» **Assigned task**
How many lines below hold "GeminiStreamChunk"? Answer with only the number.

» **Records**

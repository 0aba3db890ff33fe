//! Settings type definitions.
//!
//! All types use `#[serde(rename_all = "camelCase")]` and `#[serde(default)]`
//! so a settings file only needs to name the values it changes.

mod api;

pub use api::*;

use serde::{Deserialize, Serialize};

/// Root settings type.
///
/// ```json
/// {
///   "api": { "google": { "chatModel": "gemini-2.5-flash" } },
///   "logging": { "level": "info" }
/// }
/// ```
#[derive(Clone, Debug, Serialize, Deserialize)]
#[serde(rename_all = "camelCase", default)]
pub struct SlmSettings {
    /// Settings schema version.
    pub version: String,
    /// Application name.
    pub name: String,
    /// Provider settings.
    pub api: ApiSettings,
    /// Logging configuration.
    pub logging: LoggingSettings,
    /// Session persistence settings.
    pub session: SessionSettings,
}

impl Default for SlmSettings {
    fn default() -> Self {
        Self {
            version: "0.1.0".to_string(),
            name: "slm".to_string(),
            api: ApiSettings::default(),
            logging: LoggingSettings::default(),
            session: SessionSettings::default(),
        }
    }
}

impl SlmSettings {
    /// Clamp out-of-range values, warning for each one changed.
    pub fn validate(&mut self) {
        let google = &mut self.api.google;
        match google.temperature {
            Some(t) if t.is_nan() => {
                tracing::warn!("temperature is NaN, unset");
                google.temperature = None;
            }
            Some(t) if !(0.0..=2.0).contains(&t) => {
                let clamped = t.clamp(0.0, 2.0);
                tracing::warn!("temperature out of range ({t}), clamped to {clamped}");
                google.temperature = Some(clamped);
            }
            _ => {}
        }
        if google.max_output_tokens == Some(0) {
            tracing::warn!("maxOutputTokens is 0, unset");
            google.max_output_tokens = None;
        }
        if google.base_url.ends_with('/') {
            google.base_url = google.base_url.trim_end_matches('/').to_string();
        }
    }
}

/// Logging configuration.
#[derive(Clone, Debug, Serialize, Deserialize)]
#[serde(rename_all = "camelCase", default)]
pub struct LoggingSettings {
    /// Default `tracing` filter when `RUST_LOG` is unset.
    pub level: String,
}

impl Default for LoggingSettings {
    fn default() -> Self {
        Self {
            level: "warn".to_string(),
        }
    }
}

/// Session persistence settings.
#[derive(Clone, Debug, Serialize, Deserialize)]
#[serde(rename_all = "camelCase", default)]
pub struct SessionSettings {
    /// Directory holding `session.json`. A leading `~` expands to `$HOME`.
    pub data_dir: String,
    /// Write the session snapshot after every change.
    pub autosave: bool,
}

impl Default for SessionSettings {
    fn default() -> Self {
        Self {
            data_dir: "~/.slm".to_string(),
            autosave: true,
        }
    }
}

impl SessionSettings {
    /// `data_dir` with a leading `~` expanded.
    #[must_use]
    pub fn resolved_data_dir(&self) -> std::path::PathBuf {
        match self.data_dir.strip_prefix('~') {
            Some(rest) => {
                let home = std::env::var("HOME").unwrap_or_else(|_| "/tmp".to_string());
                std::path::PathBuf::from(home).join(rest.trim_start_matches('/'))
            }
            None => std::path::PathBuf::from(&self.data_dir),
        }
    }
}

...

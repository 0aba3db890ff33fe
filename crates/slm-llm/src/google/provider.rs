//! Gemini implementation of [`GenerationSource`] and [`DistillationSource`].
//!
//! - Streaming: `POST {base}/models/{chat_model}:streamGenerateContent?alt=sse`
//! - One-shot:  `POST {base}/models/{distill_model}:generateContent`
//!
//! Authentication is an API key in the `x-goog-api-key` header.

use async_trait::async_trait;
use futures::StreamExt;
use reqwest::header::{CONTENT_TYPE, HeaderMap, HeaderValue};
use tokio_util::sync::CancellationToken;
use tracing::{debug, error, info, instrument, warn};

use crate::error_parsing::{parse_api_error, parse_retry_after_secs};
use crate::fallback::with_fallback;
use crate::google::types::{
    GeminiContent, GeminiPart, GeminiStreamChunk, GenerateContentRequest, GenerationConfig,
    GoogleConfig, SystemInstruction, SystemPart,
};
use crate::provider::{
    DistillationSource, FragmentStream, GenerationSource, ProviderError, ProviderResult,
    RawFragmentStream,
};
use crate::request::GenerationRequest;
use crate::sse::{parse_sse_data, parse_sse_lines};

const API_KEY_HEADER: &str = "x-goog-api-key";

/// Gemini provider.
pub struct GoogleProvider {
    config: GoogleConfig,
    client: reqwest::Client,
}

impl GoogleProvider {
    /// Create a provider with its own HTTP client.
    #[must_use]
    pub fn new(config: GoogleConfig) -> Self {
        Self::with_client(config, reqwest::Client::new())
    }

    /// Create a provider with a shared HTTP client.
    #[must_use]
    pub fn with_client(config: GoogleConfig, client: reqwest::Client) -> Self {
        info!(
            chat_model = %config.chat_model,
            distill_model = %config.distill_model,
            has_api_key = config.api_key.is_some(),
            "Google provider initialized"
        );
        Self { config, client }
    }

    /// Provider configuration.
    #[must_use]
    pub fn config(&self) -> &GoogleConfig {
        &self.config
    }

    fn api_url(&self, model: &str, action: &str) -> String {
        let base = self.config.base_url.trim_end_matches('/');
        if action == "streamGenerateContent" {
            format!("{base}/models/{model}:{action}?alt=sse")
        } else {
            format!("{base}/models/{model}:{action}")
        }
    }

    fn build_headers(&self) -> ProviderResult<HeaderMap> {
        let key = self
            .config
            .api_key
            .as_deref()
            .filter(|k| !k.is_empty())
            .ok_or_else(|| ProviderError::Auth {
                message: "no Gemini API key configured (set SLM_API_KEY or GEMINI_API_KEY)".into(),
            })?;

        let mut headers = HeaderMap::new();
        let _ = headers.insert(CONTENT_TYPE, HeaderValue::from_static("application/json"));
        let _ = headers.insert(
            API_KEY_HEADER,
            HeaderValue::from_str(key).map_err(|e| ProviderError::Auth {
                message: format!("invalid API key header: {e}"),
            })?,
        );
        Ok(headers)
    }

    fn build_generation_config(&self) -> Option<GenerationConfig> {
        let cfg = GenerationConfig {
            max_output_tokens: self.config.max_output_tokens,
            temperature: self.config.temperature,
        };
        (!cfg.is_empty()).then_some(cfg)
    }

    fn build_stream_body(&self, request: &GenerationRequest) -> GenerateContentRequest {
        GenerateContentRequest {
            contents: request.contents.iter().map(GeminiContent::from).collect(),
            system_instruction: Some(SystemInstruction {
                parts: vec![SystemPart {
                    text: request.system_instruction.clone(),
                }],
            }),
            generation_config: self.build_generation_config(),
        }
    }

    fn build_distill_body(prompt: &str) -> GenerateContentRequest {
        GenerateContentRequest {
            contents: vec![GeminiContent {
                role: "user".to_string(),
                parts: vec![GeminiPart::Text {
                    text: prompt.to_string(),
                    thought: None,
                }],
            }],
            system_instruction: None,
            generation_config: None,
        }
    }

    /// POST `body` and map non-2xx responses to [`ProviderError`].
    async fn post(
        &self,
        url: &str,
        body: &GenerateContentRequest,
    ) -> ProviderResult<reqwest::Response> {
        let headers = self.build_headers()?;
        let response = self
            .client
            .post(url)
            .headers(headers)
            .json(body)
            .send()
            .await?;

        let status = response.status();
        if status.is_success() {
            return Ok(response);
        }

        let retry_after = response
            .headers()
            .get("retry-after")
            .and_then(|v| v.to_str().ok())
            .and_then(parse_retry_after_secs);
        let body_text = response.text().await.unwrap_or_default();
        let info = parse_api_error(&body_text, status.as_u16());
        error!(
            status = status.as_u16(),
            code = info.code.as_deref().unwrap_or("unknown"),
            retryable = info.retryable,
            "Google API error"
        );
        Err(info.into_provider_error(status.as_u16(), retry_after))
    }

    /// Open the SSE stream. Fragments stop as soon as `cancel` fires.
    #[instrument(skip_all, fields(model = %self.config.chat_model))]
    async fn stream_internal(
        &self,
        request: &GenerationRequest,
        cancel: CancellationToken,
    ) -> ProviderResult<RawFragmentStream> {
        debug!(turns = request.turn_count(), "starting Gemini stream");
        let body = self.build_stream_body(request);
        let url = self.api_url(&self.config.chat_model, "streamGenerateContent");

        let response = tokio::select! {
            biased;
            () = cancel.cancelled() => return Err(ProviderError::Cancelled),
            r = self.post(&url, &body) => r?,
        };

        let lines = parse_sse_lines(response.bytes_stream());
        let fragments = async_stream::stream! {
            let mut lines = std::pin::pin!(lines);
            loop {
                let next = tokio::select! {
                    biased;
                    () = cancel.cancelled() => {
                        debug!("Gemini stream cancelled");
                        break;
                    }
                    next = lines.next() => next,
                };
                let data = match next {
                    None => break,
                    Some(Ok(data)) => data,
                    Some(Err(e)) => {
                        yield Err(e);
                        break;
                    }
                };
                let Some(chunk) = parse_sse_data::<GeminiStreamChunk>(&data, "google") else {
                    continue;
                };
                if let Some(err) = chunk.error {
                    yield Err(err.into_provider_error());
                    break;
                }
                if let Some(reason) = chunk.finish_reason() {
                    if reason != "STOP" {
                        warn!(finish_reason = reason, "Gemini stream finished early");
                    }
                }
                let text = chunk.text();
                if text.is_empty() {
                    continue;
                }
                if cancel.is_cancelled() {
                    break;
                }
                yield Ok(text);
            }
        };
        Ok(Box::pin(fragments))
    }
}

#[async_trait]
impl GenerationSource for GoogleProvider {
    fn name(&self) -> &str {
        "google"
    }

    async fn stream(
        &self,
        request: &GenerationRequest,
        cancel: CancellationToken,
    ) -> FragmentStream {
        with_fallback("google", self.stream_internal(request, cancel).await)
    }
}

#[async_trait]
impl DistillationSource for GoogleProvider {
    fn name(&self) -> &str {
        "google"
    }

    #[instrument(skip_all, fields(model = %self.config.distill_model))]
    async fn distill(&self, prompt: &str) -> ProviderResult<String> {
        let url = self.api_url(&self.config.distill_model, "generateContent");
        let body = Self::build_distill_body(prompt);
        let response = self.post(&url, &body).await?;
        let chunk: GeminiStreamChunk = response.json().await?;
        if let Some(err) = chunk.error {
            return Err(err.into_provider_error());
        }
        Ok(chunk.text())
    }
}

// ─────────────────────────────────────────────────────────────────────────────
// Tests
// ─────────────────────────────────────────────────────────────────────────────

» **Exercise output**
3